_WHAT TO DO_:
Return the records exactly, from the first line through the "Deterministic textual form" line.

_LISTED RECORDS_:
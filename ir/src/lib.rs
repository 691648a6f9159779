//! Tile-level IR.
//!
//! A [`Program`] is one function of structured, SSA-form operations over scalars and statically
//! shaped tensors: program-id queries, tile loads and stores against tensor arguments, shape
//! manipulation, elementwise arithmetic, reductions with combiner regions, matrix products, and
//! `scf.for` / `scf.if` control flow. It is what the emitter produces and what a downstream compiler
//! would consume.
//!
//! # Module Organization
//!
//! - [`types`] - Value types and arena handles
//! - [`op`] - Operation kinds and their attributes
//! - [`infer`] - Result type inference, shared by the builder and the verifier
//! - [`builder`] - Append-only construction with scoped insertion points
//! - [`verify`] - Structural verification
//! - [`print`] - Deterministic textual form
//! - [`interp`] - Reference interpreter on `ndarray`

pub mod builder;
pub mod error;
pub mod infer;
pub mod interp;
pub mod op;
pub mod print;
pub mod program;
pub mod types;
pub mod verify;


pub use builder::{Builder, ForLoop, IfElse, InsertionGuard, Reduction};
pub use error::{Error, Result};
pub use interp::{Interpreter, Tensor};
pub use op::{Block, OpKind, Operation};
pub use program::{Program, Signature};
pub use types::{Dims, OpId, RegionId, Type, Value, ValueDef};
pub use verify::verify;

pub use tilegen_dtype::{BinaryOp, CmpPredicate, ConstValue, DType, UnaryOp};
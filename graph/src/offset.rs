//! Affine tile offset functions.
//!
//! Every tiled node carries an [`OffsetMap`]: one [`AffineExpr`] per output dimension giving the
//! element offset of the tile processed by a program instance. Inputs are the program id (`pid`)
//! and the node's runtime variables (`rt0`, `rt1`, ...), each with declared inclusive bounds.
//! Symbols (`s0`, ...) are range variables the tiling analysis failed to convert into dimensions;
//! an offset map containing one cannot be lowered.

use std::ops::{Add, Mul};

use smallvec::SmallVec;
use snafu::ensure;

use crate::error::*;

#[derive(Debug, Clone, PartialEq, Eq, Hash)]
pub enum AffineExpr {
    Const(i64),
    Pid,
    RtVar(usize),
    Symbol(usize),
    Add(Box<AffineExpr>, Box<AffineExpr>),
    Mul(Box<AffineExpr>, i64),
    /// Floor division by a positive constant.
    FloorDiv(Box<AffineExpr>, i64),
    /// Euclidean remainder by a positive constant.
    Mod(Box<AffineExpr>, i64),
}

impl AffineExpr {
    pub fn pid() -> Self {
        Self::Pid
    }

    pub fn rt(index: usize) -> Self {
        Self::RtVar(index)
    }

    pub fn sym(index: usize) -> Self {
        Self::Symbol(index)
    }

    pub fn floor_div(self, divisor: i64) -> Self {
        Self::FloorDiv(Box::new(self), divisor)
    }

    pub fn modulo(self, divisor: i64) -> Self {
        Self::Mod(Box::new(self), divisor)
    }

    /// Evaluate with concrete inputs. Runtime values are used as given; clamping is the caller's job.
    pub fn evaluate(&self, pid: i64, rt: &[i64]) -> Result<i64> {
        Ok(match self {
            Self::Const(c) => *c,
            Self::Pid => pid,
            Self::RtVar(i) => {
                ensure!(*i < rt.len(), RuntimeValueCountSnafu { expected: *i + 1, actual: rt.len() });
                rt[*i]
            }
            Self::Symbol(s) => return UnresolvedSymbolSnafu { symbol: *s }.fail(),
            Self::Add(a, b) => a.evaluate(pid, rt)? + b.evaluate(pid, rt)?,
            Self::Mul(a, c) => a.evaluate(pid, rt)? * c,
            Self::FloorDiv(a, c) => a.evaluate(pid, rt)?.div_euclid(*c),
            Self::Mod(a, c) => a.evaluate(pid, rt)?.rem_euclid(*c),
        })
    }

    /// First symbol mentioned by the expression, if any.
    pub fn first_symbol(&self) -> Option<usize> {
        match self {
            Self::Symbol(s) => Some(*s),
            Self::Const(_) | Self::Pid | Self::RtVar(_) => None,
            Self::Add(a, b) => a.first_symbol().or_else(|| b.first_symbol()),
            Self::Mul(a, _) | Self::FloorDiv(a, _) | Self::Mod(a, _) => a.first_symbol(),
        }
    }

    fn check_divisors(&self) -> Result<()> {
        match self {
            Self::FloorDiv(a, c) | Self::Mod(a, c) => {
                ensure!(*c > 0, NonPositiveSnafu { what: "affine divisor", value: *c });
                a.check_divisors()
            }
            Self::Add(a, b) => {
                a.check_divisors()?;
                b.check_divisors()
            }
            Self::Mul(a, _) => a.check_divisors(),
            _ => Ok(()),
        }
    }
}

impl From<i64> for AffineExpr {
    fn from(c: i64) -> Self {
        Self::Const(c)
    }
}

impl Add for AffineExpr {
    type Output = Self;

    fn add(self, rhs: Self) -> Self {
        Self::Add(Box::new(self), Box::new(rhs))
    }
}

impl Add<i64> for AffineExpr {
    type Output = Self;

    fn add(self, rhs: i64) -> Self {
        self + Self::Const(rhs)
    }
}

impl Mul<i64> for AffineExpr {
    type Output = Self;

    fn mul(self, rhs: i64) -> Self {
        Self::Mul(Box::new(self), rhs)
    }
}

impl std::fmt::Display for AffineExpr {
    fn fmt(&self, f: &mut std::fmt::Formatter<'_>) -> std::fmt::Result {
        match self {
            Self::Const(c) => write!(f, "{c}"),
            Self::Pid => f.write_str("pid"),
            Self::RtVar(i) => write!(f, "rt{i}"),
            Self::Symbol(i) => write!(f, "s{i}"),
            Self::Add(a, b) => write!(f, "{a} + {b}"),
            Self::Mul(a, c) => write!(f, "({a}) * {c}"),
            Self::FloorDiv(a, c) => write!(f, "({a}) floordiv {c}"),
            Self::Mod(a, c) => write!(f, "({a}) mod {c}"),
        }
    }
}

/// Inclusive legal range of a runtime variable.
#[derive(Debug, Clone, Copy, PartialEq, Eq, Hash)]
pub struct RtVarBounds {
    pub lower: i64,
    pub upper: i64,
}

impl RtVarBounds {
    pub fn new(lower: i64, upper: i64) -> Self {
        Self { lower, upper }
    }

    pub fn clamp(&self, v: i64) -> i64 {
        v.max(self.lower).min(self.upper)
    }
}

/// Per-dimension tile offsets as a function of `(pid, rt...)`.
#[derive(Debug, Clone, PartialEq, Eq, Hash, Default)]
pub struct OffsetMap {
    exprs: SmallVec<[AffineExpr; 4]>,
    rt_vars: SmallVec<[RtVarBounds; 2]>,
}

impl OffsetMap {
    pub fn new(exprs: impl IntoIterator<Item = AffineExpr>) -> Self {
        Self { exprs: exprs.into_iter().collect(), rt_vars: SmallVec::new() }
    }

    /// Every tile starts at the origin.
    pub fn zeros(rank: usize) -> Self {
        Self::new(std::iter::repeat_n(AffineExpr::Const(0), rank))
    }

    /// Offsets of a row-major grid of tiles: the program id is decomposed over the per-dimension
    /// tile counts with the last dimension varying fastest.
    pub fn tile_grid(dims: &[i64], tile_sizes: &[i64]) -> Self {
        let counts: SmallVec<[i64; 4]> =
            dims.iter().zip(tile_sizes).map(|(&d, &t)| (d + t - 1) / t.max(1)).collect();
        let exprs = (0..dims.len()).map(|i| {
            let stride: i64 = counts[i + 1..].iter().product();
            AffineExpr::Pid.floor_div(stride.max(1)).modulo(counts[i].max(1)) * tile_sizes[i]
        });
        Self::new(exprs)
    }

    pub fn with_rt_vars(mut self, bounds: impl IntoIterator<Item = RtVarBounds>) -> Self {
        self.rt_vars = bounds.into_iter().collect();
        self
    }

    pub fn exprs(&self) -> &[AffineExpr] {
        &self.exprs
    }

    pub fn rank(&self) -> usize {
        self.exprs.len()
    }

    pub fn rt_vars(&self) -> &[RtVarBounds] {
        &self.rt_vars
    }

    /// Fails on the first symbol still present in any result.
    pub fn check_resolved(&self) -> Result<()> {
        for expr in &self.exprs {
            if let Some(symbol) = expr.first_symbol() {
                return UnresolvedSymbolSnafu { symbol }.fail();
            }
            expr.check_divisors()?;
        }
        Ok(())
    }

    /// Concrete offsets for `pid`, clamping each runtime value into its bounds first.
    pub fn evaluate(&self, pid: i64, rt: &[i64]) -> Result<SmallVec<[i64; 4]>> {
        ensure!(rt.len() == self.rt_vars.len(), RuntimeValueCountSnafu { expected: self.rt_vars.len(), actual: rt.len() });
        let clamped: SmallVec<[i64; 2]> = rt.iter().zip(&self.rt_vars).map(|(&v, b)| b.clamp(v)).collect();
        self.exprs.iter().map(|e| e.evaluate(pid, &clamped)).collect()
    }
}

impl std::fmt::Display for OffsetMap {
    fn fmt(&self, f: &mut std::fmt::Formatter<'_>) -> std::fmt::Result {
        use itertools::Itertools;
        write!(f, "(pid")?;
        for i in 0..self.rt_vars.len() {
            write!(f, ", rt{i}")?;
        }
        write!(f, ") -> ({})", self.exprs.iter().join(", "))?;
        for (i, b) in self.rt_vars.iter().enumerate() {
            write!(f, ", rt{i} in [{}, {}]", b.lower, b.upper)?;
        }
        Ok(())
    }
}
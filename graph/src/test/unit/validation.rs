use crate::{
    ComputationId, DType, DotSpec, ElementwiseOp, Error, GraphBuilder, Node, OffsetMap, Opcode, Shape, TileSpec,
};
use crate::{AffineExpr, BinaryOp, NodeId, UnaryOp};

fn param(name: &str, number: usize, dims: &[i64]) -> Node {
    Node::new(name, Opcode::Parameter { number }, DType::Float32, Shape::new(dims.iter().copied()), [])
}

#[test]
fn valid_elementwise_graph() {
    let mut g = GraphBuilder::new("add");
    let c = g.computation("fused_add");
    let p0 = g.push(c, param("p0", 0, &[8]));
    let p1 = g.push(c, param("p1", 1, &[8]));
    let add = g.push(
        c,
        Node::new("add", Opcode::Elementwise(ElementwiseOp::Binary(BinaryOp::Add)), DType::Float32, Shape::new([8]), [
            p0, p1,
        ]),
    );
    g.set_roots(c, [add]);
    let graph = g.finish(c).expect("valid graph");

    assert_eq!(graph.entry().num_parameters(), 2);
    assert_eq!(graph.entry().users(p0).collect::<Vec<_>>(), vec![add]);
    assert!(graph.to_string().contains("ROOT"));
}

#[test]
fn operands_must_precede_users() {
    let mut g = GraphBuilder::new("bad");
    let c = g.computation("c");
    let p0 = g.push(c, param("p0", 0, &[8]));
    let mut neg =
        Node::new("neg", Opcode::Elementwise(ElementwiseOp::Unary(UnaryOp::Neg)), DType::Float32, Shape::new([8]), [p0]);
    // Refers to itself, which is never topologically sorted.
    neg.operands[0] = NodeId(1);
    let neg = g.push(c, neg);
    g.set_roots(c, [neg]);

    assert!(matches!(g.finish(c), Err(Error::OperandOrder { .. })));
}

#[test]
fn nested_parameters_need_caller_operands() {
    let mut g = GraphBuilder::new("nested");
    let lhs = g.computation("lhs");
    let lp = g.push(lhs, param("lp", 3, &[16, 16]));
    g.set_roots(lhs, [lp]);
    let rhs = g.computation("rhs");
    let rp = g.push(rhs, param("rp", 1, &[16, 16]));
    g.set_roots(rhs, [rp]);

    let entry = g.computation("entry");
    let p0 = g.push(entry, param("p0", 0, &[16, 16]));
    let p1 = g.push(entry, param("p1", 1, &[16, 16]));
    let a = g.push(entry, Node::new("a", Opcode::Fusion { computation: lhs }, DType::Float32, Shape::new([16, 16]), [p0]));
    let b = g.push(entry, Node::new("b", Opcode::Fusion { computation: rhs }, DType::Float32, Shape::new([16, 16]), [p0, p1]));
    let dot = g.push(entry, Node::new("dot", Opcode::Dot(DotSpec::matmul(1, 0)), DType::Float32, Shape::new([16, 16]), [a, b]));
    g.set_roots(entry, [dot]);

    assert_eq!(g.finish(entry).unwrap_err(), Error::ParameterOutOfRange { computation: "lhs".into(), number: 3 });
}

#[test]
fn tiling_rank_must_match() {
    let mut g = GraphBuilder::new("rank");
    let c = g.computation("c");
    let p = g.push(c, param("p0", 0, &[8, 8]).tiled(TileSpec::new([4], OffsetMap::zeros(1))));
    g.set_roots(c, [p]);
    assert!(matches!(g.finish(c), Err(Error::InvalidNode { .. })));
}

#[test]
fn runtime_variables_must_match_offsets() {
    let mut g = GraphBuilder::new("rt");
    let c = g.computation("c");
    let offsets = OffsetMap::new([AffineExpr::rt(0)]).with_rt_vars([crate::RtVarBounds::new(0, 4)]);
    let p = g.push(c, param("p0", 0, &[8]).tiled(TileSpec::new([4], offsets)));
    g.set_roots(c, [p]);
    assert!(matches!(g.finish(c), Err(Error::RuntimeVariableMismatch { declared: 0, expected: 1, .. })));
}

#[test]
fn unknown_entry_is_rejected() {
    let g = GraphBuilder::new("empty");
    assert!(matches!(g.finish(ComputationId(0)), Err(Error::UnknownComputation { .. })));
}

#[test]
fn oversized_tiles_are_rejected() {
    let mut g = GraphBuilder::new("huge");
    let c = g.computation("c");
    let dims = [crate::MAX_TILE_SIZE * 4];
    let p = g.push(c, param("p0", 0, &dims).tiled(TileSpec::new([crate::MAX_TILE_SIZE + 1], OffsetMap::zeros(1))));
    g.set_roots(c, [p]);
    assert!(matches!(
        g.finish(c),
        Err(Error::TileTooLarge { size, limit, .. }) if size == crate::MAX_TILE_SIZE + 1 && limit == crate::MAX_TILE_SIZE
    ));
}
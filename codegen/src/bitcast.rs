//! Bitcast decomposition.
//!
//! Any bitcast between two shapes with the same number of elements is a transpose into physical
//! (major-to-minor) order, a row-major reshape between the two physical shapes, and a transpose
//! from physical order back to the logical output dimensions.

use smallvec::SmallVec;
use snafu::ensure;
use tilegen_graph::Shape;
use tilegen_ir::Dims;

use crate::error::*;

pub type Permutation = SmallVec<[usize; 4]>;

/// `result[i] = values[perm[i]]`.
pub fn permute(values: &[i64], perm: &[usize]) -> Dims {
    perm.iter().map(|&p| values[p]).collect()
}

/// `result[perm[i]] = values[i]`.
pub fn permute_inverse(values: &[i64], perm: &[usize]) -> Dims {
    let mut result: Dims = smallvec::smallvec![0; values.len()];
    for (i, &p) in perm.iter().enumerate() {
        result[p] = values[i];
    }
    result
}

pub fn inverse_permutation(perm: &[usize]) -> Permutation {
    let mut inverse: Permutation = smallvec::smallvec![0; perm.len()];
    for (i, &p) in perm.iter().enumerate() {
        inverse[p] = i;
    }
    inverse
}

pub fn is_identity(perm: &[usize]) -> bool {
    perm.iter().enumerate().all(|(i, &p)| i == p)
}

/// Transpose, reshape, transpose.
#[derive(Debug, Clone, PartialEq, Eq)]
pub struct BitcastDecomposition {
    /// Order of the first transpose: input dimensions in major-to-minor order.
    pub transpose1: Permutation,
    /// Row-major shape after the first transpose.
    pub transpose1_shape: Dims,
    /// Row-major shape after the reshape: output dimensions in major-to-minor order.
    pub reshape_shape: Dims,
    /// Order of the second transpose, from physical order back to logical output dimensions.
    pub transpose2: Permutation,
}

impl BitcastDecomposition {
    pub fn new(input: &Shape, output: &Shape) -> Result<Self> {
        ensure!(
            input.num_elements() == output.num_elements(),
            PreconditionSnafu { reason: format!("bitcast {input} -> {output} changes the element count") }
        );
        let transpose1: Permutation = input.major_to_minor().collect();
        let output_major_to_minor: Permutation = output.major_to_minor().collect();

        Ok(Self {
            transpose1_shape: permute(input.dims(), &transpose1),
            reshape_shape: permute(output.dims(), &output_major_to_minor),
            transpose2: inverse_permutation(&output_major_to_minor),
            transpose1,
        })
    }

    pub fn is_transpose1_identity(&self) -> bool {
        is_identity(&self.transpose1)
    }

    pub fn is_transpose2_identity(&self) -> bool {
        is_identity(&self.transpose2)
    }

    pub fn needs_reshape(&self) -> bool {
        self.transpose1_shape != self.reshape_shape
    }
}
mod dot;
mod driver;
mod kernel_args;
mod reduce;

_ANSWER TO THE PROBLEM_:
filename ir/src/lib.rs
repository 691648a6f9159779
//! Tile-level IR.
//!
//! A [`Program`] is one function of structured, SSA-form operations over scalars and statically
//! shaped tensors: program-id queries, tile loads and stores against tensor arguments, shape
//! manipulation, elementwise arithmetic, reductions with combiner regions, matrix products, and
//! `scf.for` / `scf.if` control flow. It is what the emitter produces and what a downstream compiler
//! would consume.
//!
//! # Module Organization
//!
//! - [`types`] - Value types and arena handles
//! - [`op`] - Operation kinds and their attributes
//! - [`infer`] - Result type inference, shared by the builder and the verifier
//! - [`builder`] - Append-only construction with scoped insertion points
//! - [`verify`] - Structural verification
//! - [`print`] - Deterministic textual form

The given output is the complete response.